Reducing the voltage conversion links of the collection system and reducing the insulation level of the alternating current collection system is a core factor for meeting the economic collection. The low-voltage alternating current collection has better comprehensive performance in the aspect of small-capacity and short-distance new energy collection, and the direct current collection has more technical advantages in the aspect of large-capacity and long-distance new energy collection. For large-capacity long-distance new energy stations, a simple full direct current collection mode can also lead to higher investment cost.

Disclosure of Invention

Aiming at the problems, the invention aims to provide an AC/DC hybrid collection DC serial-connection sending-out main wiring system of a large-scale new energy source with reliability, flexibility and economy and a starting method thereof.

In order to achieve the above purpose, the present invention proposes the following technical solutions: an ac-dc hybrid sink dc serial outgoing main junction system comprising: the system comprises an alternating current collection module, a direct current collection module, a mixed direct current collection module and a direct current output module; the alternating current collection module is used for collecting alternating current signals of the near-area new energy station alternating current system; the direct current collection module is used for collecting direct current signals of a direct current system of the remote-area new energy station; the mixed direct current collection module is used for respectively converting the electric signals in the alternating current collection module and the direct current collection module into direct current signals and collecting the direct current signals in a serial connection mode; the direct current output module is used for outputting the direct current signals collected by the mixed direct current collection module.

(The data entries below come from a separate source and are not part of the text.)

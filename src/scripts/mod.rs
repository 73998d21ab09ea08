//! Post-build scripts.
//!
//! A package's `scripts` run after its files are transformed, one at a time and
//! in declaration order. Each script gets the build context (source and
//! destination directories) and the build configuration; the next script only
//! starts once the previous one finished successfully.
//!
//! [`ProcessScriptExecutor`] runs scripts as child processes:
//!
//! - `*.sh` files run through `sh`, anything else is executed directly
//! - the working directory is the package source directory
//! - `KILN_SOURCE_DIR`, `KILN_DEST_DIR` and `KILN_BUILD_CONFIG` (JSON) are set
//! - stdin receives `{"context": {"sourceDir": .., "destDir": ..}, "config": ..}`
//!
//! A non-zero exit status is a [`KilnError::ScriptError`].

use anyhow::Result;
use serde::Serialize;
use serde_json::Value;
use std::future::Future;
use std::path::{Path, PathBuf};
use std::pin::Pin;
use std::process::Stdio;
use std::sync::Arc;
use tokio::io::AsyncWriteExt;
use tokio::process::Command;
use tokio_util::sync::CancellationToken;

use crate::config::BuildConfig;
use crate::core::{KilnError, cancellable};
use crate::workspace::WorkingTree;

/// Environment variable holding the package source directory.
pub const SOURCE_DIR_ENV: &str = "KILN_SOURCE_DIR";

/// Environment variable holding the output directory.
pub const DEST_DIR_ENV: &str = "KILN_DEST_DIR";

/// Environment variable holding the build configuration as JSON.
pub const CONFIG_ENV: &str = "KILN_BUILD_CONFIG";

/// Directories a script operates on.
#[derive(Debug, Clone, PartialEq, Eq, Serialize)]
#[serde(rename_all = "camelCase")]
pub struct ScriptContext {
    /// The package source inside the working tree
    pub source_dir: PathBuf,
    /// The output tree
    pub dest_dir: PathBuf,
}

#[derive(Serialize)]
struct ScriptInput<'a> {
    context: &'a ScriptContext,
    config: &'a Value,
}

/// Runs one post-build script to completion.
pub trait ScriptExecutor: Send + Sync {
    /// Run `script` and resolve once it has finished.
    fn execute<'a>(
        &'a self,
        script: &'a Path,
        context: &'a ScriptContext,
        config: &'a BuildConfig,
    ) -> Pin<Box<dyn Future<Output = Result<()>> + Send + 'a>>;
}

/// Executes scripts as child processes.
#[derive(Debug, Clone, Copy, Default)]
pub struct ProcessScriptExecutor;

impl ProcessScriptExecutor {
    async fn run_process(
        script: &Path,
        context: &ScriptContext,
        config: &BuildConfig,
    ) -> Result<()> {
        let script_error = |reason: String| KilnError::ScriptError {
            script: script.display().to_string(),
            reason,
        };

        if !script.is_file() {
            return Err(script_error("script not found".to_string()).into());
        }

        let config_json = serde_json::to_string(config.as_value())?;
        let input = serde_json::to_vec(&ScriptInput {
            context,
            config: config.as_value(),
        })?;

        let mut command = if script.extension().is_some_and(|ext| ext == "sh") {
            let mut command = Command::new("sh");
            command.arg(script);
            command
        } else {
            Command::new(script)
        };
        command
            .current_dir(&context.source_dir)
            .env(SOURCE_DIR_ENV, &context.source_dir)
            .env(DEST_DIR_ENV, &context.dest_dir)
            .env(CONFIG_ENV, &config_json)
            .stdin(Stdio::piped())
            .stdout(Stdio::piped())
            .stderr(Stdio::piped())
            .kill_on_drop(true);

        tracing::debug!(target: "script", "Running {}", script.display());
        let mut child = command.spawn().map_err(|e| script_error(format!("failed to start: {e}")))?;

        // Scripts that ignore stdin may exit before reading it
        let stdin_writer = child.stdin.take().map(|mut stdin| {
            tokio::spawn(async move {
                if let Err(e) = stdin.write_all(&input).await {
                    if e.kind() != std::io::ErrorKind::BrokenPipe {
                        tracing::debug!(target: "script", "Failed to write script input: {e}");
                    }
                }
            })
        });

        let output = child
            .wait_with_output()
            .await
            .map_err(|e| script_error(format!("failed to wait for script: {e}")))?;
        if let Some(writer) = stdin_writer {
            let _ = writer.await;
        }

        let stdout = String::from_utf8_lossy(&output.stdout);
        let stderr = String::from_utf8_lossy(&output.stderr);
        if !stdout.trim().is_empty() {
            tracing::debug!(target: "script", "{}: {}", script.display(), stdout.trim());
        }
        if !stderr.trim().is_empty() {
            tracing::debug!(target: "script", "{} (stderr): {}", script.display(), stderr.trim());
        }

        if !output.status.success() {
            let status = output
                .status
                .code()
                .map_or_else(|| "terminated by signal".to_string(), |code| format!("exit status {code}"));
            let reason = if stderr.trim().is_empty() {
                status
            } else {
                format!("{status}: {}", stderr.trim())
            };
            return Err(script_error(reason).into());
        }

        Ok(())
    }
}

impl ScriptExecutor for ProcessScriptExecutor {
    fn execute<'a>(
        &'a self,
        script: &'a Path,
        context: &'a ScriptContext,
        config: &'a BuildConfig,
    ) -> Pin<Box<dyn Future<Output = Result<()>> + Send + 'a>> {
        Box::pin(Self::run_process(script, context, config))
    }
}

/// Runs a package's scripts in declaration order.
#[derive(Clone)]
pub struct ScriptRunner {
    executor: Arc<dyn ScriptExecutor>,
}

impl Default for ScriptRunner {
    fn default() -> Self {
        Self::new(Arc::new(ProcessScriptExecutor))
    }
}

impl ScriptRunner {
    /// Runner delegating each script to `executor`.
    pub fn new(executor: Arc<dyn ScriptExecutor>) -> Self {
        Self {
            executor,
        }
    }

    /// Run `scripts` (relative to the tree's source directory) one after another.
    ///
    /// Returns the number of scripts run. The first failure stops the sequence;
    /// scripts that already ran are not undone.
    pub async fn run(
        &self,
        scripts: &[String],
        tree: &WorkingTree,
        output_dir: &Path,
        config: &BuildConfig,
        cancel: &CancellationToken,
    ) -> Result<usize> {
        if scripts.is_empty() {
            return Ok(0);
        }

        let context = ScriptContext {
            source_dir: tree.source_dir(),
            dest_dir: output_dir.to_path_buf(),
        };

        for script in scripts {
            let path = context.source_dir.join(script);
            tracing::info!(target: "script", "Running post-build script {script}");
            cancellable(cancel, self.executor.execute(&path, &context, config)).await?;
        }

        Ok(scripts.len())
    }
}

Further, the hybrid direct current collection module comprises an alternating current-direct current converter and a direct current-direct current converter, wherein the alternating current-direct current converter is used for converting electric signals of the alternating current collection module, and the direct current-direct current converter is used for converting electric signals of the direct current collection module.

Further, the ac collecting module includes a plurality of ac fans connected in parallel to form the ac system, and collects the power signal of the ac system and converts the power signal into a dc signal through the ac-dc converter.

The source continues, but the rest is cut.